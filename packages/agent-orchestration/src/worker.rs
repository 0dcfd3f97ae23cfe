//! Worker seams
//!
//! A worker does the actual per-item processing (a subprocess, a network
//! call). Errors and panics raised by a worker never cross [`invoke`] /
//! [`invoke_async`]; they come back as `WorkerFailed` / `WorkerPanicked`.

use crate::error::{OrchestratorError, Result};
use crate::job::WorkItem;
use async_trait::async_trait;
use futures::FutureExt;
use serde::{Deserialize, Serialize};
use std::any::Any;
use std::panic::{self, AssertUnwindSafe};

/// What one worker iteration produced
#[derive(Debug, Clone, Default, PartialEq, Serialize, Deserialize)]
pub struct WorkOutput {
    /// The iteration modified its input; another iteration may follow
    pub changed: bool,
    #[serde(default, skip_serializing_if = "Option::is_none")]
    pub detail: Option<serde_json::Value>,
}

impl WorkOutput {
    pub fn changed() -> Self {
        Self {
            changed: true,
            detail: None,
        }
    }

    pub fn unchanged() -> Self {
        Self::default()
    }

    pub fn with_detail(mut self, detail: serde_json::Value) -> Self {
        self.detail = Some(detail);
        self
    }
}

/// Blocking worker, callable from any thread
pub trait Worker: Send + Sync {
    fn process(&self, item: &WorkItem) -> anyhow::Result<WorkOutput>;

    fn name(&self) -> &str {
        "worker"
    }
}

#[async_trait]
pub trait AsyncWorker: Send + Sync {
    async fn process(&self, item: &WorkItem) -> anyhow::Result<WorkOutput>;

    fn name(&self) -> &str {
        "async-worker"
    }
}

/// Closure-backed [`Worker`]
pub struct FnWorker<F> {
    f: F,
}

pub fn worker_fn<F>(f: F) -> FnWorker<F>
where
    F: Fn(&WorkItem) -> anyhow::Result<WorkOutput> + Send + Sync,
{
    FnWorker { f }
}

impl<F> Worker for FnWorker<F>
where
    F: Fn(&WorkItem) -> anyhow::Result<WorkOutput> + Send + Sync,
{
    fn process(&self, item: &WorkItem) -> anyhow::Result<WorkOutput> {
        (self.f)(item)
    }

    fn name(&self) -> &str {
        "fn-worker"
    }
}

/// Exposes a blocking [`Worker`] as an [`AsyncWorker`]
///
/// The wrapped worker runs inline on the executor thread.
pub struct SyncAdapter<'a> {
    inner: &'a dyn Worker,
}

impl<'a> SyncAdapter<'a> {
    pub fn new(inner: &'a dyn Worker) -> Self {
        Self { inner }
    }
}

#[async_trait]
impl<'a> AsyncWorker for SyncAdapter<'a> {
    async fn process(&self, item: &WorkItem) -> anyhow::Result<WorkOutput> {
        self.inner.process(item)
    }

    fn name(&self) -> &str {
        self.inner.name()
    }
}

/// Exposes an [`AsyncWorker`] as a blocking [`Worker`]
///
/// Owns a one-thread tokio runtime; concurrent callers each `block_on` it.
/// Callers already inside a runtime block on a scoped thread instead.
pub struct BlockingWorker<W> {
    inner: W,
    runtime: tokio::runtime::Runtime,
}

impl<W: AsyncWorker> BlockingWorker<W> {
    pub fn new(inner: W) -> Result<Self> {
        let runtime = tokio::runtime::Builder::new_multi_thread()
            .worker_threads(1)
            .thread_name("agent-blocking-worker")
            .enable_all()
            .build()?;
        Ok(Self { inner, runtime })
    }

    pub fn inner(&self) -> &W {
        &self.inner
    }
}

impl<W: AsyncWorker> Worker for BlockingWorker<W> {
    fn process(&self, item: &WorkItem) -> anyhow::Result<WorkOutput> {
        if tokio::runtime::Handle::try_current().is_err() {
            return self.runtime.block_on(self.inner.process(item));
        }
        // Already on a runtime thread (async mode): block_on here would panic
        std::thread::scope(|scope| {
            scope
                .spawn(|| self.runtime.block_on(self.inner.process(item)))
                .join()
                .unwrap_or_else(|payload| panic::resume_unwind(payload))
        })
    }

    fn name(&self) -> &str {
        self.inner.name()
    }
}

pub(crate) fn panic_message(payload: &(dyn Any + Send)) -> String {
    if let Some(s) = payload.downcast_ref::<&str>() {
        (*s).to_string()
    } else if let Some(s) = payload.downcast_ref::<String>() {
        s.clone()
    } else {
        "non-string panic payload".to_string()
    }
}

fn worker_error(e: anyhow::Error) -> OrchestratorError {
    OrchestratorError::WorkerFailed(format!("{:#}", e))
}

/// Run one worker call, converting errors and panics into `Err`
pub fn invoke(worker: &dyn Worker, item: &WorkItem) -> Result<WorkOutput> {
    match panic::catch_unwind(AssertUnwindSafe(|| worker.process(item))) {
        Ok(Ok(output)) => Ok(output),
        Ok(Err(e)) => Err(worker_error(e)),
        Err(payload) => Err(OrchestratorError::WorkerPanicked(panic_message(
            payload.as_ref(),
        ))),
    }
}

pub async fn invoke_async(worker: &dyn AsyncWorker, item: &WorkItem) -> Result<WorkOutput> {
    match AssertUnwindSafe(worker.process(item)).catch_unwind().await {
        Ok(Ok(output)) => Ok(output),
        Ok(Err(e)) => Err(worker_error(e)),
        Err(payload) => Err(OrchestratorError::WorkerPanicked(panic_message(
            payload.as_ref(),
        ))),
    }
}

#[cfg(test)]
mod tests {
    use super::*;
    use crate::job::Priority;

    struct Doubler;

    #[async_trait]
    impl AsyncWorker for Doubler {
        async fn process(&self, item: &WorkItem) -> anyhow::Result<WorkOutput> {
            tokio::time::sleep(std::time::Duration::from_millis(1)).await;
            Ok(WorkOutput::unchanged().with_detail(serde_json::json!(item.priority * 2)))
        }
    }

    #[test]
    fn test_invoke_converts_errors() {
        let worker = worker_fn(|item| anyhow::bail!("cannot handle {}", item.identity));
        let err = invoke(&worker, &WorkItem::new("x.py", Priority::Low)).unwrap_err();
        match err {
            OrchestratorError::WorkerFailed(msg) => assert_eq!(msg, "cannot handle x.py"),
            other => panic!("unexpected error: {:?}", other),
        }
    }

    #[test]
    fn test_invoke_catches_panics() {
        let worker = worker_fn(|_| panic!("boom"));
        let err = invoke(&worker, &WorkItem::new("x.py", Priority::Low)).unwrap_err();
        match err {
            OrchestratorError::WorkerPanicked(msg) => assert_eq!(msg, "boom"),
            other => panic!("unexpected error: {:?}", other),
        }
    }

    #[test]
    fn test_blocking_worker_drives_async_worker() {
        let worker = BlockingWorker::new(Doubler).unwrap();
        let out = invoke(&worker, &WorkItem::new("x.py", Priority::High)).unwrap();
        assert_eq!(out.detail, Some(serde_json::json!(4)));
    }

    #[tokio::test]
    async fn test_blocking_worker_inside_runtime() {
        let worker = BlockingWorker::new(Doubler).unwrap();
        let out = invoke(&worker, &WorkItem::new("x.py", Priority::High)).unwrap();
        assert_eq!(out.detail, Some(serde_json::json!(4)));
    }

    #[tokio::test]
    async fn test_blocking_worker_panic_inside_runtime() {
        struct Exploder;

        #[async_trait]
        impl AsyncWorker for Exploder {
            async fn process(&self, _item: &WorkItem) -> anyhow::Result<WorkOutput> {
                panic!("nested boom")
            }
        }

        let worker = BlockingWorker::new(Exploder).unwrap();
        let err = invoke(&worker, &WorkItem::new("x.py", Priority::Low)).unwrap_err();
        match err {
            OrchestratorError::WorkerPanicked(msg) => assert_eq!(msg, "nested boom"),
            other => panic!("unexpected error: {:?}", other),
        }
    }

    #[tokio::test]
    async fn test_sync_adapter() {
        let worker = worker_fn(|_| Ok(WorkOutput::changed()));
        let adapter = SyncAdapter::new(&worker);
        let out = invoke_async(&adapter, &WorkItem::new("x.py", Priority::Low))
            .await
            .unwrap();
        assert!(out.changed);
    }

    #[tokio::test]
    async fn test_invoke_async_catches_panics() {
        let worker = worker_fn(|_| panic!("async boom"));
        let adapter = SyncAdapter::new(&worker);
        let err = invoke_async(&adapter, &WorkItem::new("x.py", Priority::Low))
            .await
            .unwrap_err();
        assert!(matches!(err, OrchestratorError::WorkerPanicked(_)));
    }
}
——
*Exercise*. Among the lines above, find those with the word "Serialize". Copy them.

*Result of this task*.
use serde::{Deserialize, Serialize};
#[derive(Debug, Clone, Default, PartialEq, Serialize, Deserialize)]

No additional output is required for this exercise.